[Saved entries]
---+---
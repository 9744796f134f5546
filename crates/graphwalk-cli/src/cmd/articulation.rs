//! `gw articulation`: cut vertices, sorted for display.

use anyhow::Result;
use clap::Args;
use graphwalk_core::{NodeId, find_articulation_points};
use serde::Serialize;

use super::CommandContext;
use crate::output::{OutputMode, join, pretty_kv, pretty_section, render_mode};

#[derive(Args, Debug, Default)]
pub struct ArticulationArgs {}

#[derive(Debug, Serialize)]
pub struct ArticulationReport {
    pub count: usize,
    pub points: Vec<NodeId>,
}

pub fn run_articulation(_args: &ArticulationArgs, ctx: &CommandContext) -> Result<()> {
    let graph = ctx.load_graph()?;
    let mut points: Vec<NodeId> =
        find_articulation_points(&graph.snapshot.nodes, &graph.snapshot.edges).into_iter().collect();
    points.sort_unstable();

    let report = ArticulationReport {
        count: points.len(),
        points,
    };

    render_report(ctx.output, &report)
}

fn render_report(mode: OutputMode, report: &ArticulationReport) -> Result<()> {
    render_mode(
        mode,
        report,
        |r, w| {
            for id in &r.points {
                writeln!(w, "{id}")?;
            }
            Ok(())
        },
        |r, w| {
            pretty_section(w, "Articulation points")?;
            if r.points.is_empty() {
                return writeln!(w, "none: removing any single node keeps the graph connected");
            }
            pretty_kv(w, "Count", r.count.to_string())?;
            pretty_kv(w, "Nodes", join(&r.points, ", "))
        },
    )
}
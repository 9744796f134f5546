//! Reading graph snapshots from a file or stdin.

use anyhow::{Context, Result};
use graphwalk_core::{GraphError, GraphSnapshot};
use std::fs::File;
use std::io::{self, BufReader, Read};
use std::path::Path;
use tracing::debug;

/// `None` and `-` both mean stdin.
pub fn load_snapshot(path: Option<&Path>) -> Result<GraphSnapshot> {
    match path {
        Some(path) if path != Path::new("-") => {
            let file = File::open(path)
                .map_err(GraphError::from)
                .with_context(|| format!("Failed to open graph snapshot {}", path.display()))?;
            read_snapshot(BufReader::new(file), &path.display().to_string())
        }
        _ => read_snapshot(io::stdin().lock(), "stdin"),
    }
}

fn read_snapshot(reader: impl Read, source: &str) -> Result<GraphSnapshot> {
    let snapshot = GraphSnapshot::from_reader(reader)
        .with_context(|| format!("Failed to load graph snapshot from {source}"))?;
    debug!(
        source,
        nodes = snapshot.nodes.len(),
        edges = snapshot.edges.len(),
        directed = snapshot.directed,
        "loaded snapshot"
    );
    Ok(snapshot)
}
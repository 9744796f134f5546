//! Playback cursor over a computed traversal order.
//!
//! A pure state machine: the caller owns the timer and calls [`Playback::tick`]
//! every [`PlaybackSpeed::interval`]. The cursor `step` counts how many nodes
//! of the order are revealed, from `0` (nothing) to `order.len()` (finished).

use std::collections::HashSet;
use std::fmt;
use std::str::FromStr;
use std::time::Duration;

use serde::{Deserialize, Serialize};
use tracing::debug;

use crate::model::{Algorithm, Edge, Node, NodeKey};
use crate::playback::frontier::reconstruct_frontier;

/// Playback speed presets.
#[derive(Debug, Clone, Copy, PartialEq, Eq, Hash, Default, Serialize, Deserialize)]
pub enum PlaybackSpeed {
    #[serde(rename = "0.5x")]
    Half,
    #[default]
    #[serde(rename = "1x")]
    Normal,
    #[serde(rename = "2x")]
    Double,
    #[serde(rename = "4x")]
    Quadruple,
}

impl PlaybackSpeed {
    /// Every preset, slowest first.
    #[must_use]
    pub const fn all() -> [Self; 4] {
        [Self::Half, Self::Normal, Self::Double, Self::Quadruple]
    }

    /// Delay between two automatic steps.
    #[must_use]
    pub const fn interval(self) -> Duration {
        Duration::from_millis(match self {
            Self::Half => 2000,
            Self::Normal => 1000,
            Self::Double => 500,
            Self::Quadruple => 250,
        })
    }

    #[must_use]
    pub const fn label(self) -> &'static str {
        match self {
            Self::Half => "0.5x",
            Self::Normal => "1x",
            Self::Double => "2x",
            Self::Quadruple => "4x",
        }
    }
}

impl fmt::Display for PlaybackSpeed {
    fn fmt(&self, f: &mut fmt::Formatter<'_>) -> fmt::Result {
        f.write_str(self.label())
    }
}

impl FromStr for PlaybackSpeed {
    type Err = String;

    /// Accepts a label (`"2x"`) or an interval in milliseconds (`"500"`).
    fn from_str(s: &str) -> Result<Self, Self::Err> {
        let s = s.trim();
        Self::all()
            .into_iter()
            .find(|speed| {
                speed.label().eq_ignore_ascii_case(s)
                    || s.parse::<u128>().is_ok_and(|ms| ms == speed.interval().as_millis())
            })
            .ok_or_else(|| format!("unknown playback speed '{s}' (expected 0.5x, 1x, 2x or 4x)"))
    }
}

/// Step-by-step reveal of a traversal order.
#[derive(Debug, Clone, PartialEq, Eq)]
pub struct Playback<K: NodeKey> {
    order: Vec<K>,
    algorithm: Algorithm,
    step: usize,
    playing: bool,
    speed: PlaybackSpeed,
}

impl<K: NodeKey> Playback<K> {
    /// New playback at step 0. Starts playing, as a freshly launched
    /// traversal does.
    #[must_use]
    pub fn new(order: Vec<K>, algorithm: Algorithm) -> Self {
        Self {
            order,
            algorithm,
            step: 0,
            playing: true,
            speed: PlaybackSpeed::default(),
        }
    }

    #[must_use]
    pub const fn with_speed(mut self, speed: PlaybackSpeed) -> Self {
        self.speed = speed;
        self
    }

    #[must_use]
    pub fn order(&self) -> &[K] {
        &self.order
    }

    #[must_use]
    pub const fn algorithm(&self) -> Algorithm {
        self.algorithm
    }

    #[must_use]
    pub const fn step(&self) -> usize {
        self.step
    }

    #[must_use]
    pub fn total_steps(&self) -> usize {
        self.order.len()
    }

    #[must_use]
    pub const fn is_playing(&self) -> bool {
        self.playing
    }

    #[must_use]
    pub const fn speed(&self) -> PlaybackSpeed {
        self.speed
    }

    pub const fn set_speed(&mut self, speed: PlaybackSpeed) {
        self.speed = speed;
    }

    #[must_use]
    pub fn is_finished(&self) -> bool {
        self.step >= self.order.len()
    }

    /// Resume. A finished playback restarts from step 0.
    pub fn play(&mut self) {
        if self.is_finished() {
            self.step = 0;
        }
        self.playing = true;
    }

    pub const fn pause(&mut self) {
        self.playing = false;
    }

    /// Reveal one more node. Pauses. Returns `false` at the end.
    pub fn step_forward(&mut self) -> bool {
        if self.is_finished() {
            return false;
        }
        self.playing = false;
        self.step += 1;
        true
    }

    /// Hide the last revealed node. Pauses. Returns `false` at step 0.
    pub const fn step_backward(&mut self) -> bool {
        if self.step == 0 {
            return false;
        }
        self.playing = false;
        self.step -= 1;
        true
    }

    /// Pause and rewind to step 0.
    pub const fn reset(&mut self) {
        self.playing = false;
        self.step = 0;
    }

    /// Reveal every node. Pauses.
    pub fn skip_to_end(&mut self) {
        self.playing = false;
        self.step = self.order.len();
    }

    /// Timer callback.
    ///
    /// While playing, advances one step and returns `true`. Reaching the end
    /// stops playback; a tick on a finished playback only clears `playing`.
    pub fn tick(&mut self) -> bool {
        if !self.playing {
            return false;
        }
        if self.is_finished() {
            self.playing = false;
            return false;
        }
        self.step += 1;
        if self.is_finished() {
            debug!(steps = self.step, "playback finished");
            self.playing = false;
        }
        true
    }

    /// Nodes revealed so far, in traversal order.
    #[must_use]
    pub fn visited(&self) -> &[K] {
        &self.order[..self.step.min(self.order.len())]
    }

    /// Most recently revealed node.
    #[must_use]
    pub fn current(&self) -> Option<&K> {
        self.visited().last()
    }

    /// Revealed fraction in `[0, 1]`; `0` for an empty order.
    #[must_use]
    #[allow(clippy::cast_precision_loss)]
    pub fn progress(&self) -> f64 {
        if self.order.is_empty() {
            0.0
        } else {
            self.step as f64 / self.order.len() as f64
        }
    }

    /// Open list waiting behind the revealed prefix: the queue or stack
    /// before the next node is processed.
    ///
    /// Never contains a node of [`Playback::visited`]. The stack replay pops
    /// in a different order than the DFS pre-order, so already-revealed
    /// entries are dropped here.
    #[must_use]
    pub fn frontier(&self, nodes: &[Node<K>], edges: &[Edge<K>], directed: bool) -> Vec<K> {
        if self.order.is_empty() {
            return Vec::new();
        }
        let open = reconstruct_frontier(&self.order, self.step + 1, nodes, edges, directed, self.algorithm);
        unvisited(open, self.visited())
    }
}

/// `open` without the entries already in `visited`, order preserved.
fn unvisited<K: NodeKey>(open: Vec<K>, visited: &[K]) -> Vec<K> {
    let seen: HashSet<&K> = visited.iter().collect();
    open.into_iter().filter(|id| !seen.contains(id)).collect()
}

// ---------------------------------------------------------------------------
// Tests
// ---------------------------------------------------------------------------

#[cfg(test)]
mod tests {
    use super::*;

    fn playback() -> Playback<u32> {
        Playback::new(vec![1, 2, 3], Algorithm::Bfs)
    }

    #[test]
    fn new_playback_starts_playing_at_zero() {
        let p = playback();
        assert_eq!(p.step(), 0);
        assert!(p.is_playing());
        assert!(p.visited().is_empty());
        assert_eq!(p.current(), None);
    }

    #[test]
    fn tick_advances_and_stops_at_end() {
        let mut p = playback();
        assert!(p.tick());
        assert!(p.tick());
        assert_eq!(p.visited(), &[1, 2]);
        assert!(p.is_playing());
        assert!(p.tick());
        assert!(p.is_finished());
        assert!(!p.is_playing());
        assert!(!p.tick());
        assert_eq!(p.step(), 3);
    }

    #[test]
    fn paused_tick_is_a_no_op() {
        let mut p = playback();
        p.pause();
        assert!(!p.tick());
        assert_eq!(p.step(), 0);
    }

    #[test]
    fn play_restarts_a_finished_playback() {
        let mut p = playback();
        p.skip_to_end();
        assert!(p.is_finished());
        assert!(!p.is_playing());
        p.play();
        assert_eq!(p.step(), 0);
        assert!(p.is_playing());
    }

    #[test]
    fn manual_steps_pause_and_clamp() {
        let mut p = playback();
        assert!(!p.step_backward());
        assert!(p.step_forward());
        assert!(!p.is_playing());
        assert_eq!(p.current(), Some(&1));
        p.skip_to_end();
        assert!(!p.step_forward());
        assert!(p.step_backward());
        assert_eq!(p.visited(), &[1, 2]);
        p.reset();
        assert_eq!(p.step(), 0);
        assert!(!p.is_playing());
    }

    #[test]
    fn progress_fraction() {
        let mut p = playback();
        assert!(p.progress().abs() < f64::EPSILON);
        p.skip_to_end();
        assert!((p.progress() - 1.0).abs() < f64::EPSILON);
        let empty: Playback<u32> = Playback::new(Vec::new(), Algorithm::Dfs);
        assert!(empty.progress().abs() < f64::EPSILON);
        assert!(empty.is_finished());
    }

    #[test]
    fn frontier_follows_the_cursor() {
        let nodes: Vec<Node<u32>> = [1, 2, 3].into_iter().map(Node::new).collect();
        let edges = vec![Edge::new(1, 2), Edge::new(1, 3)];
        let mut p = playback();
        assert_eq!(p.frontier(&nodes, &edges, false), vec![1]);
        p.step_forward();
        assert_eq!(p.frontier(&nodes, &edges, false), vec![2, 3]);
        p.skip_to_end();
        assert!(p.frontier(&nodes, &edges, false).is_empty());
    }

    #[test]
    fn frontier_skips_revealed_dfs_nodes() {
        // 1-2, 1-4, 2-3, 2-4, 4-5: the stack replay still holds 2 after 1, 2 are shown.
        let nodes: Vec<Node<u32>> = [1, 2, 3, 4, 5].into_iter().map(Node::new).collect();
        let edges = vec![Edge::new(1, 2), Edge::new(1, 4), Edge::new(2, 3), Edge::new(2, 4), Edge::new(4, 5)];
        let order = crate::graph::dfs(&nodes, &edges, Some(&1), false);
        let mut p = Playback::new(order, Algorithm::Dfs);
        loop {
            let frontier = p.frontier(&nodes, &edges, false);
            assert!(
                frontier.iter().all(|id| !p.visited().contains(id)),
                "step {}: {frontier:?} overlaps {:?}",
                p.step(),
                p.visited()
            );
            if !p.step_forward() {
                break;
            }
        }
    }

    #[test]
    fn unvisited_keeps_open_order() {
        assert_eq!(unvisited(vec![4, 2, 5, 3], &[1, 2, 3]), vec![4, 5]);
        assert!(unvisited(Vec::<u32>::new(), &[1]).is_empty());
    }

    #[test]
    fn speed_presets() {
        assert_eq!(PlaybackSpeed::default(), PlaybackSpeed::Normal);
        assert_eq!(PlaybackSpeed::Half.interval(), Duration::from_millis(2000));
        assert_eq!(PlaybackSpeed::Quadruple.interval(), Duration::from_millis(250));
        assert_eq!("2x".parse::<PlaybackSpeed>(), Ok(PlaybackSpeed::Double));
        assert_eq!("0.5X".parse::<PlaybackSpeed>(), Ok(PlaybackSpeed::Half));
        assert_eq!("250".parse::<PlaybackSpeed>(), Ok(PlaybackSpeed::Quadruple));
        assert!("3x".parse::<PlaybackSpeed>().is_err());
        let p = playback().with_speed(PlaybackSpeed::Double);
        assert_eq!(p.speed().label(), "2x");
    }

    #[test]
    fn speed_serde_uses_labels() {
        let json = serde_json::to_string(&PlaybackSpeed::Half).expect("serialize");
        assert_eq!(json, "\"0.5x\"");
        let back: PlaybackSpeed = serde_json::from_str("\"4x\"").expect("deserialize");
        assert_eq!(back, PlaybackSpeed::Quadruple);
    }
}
---+---
*Exercise instructions*
Going back to the entries above, set down exactly the lines that begin at the one with "pub const fn set_speed(&mut" and end at the one with "from step 0.", both included, and nothing else.

*Result of the task*
    pub const fn set_speed(&mut self, speed: PlaybackSpeed) {
        self.speed = speed;
    }

    #[must_use]
    pub fn is_finished(&self) -> bool {
        self.step >= self.order.len()
    }

    /// Resume. A finished playback restarts from step 0.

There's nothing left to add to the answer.